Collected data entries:
>>>

//! Simulation outputs
//!
//! Contains the per-trial arrays produced by the aggregator and the summary
//! statistics derived from them.

use serde::{Deserialize, Serialize};

/// Units lost and money spent because of one risk draw
#[derive(Debug, Clone, Copy, PartialEq, Default, Serialize, Deserialize)]
pub struct DiscreteRiskOutcome {
    pub lost_units: u64,
    pub cost: f64,
}

impl DiscreteRiskOutcome {
    pub const NONE: DiscreteRiskOutcome = DiscreteRiskOutcome {
        lost_units: 0,
        cost: 0.0,
    };
}

/// Per-trial results for one supplier.
///
/// `lost_units[i]` is the raw sum of every channel and is not clamped to the
/// order size; a value at or above `order_size` means the whole order was lost.
#[derive(Debug, Clone, PartialEq, Serialize, Deserialize)]
pub struct SimulationResult {
    pub order_size: u64,
    pub trials: usize,
    /// Total landed cost of the full order in each trial
    pub total_cost: Vec<f64>,
    pub lost_units: Vec<u64>,
    /// Sampled manufacturing yield fraction in each trial
    pub manufacturing_yield: Vec<f64>,
}

impl SimulationResult {
    pub fn mean_total_cost(&self) -> f64 {
        mean(&self.total_cost)
    }

    /// Total cost divided by the order size, one value per trial
    pub fn per_unit_costs(&self) -> Vec<f64> {
        let order = self.order_size as f64;
        self.total_cost.iter().map(|c| c / order).collect()
    }

    pub fn mean_lost_units(&self) -> f64 {
        if self.lost_units.is_empty() {
            return 0.0;
        }
        self.lost_units.iter().map(|u| *u as f64).sum::<f64>() / self.lost_units.len() as f64
    }

    pub fn mean_manufacturing_yield(&self) -> f64 {
        mean(&self.manufacturing_yield)
    }

    /// Expected fraction of the order delivered after risk losses, in [0, 1]
    pub fn delivered_fraction(&self) -> f64 {
        if self.order_size == 0 {
            return 0.0;
        }
        let lost = self.mean_lost_units().min(self.order_size as f64);
        1.0 - lost / self.order_size as f64
    }

    pub fn per_unit_summary(&self) -> CostSummary {
        CostSummary::from_samples(&self.per_unit_costs())
    }
}

/// A supplier name paired with its simulation output
#[derive(Debug, Clone, PartialEq, Serialize, Deserialize)]
pub struct SupplierSimulation {
    pub supplier: String,
    pub result: SimulationResult,
}

/// Distribution summary of a cost sample
#[derive(Debug, Clone, Copy, PartialEq, Default, Serialize, Deserialize)]
pub struct CostSummary {
    pub samples: usize,
    pub mean: f64,
    /// Population variance
    pub variance: f64,
    pub std_dev: f64,
    pub min: f64,
    pub max: f64,
    pub p05: f64,
    pub p50: f64,
    pub p95: f64,
}

impl CostSummary {
    pub fn from_samples(samples: &[f64]) -> Self {
        if samples.is_empty() {
            return Self::default();
        }

        let n = samples.len() as f64;
        let mean = samples.iter().sum::<f64>() / n;
        let variance = samples.iter().map(|x| (x - mean).powi(2)).sum::<f64>() / n;

        let mut sorted = samples.to_vec();
        sorted.sort_by(|a, b| a.total_cmp(b));

        Self {
            samples: samples.len(),
            mean,
            variance,
            std_dev: variance.sqrt(),
            min: sorted[0],
            max: sorted[sorted.len() - 1],
            p05: percentile(&sorted, 0.05),
            p50: percentile(&sorted, 0.50),
            p95: percentile(&sorted, 0.95),
        }
    }
}

/// Linear-interpolated percentile of an already sorted slice
pub fn percentile(sorted: &[f64], p: f64) -> f64 {
    match sorted.len() {
        0 => f64::NAN,
        1 => sorted[0],
        len => {
            let rank = p.clamp(0.0, 1.0) * (len - 1) as f64;
            let lo = rank.floor() as usize;
            let hi = rank.ceil() as usize;
            let frac = rank - lo as f64;
            sorted[lo] + (sorted[hi] - sorted[lo]) * frac
        }
    }
}

fn mean(values: &[f64]) -> f64 {
    if values.is_empty() {
        return 0.0;
    }
    values.iter().sum::<f64>() / values.len() as f64
}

<<<

WHAT THIS TASK INVOLVES:
Your task is to copy every line in the entries that holds the string "usize".

RESULT:
    pub trials: usize,
    pub samples: usize,
            let lo = rank.floor() as usize;
            let hi = rank.ceil() as usize;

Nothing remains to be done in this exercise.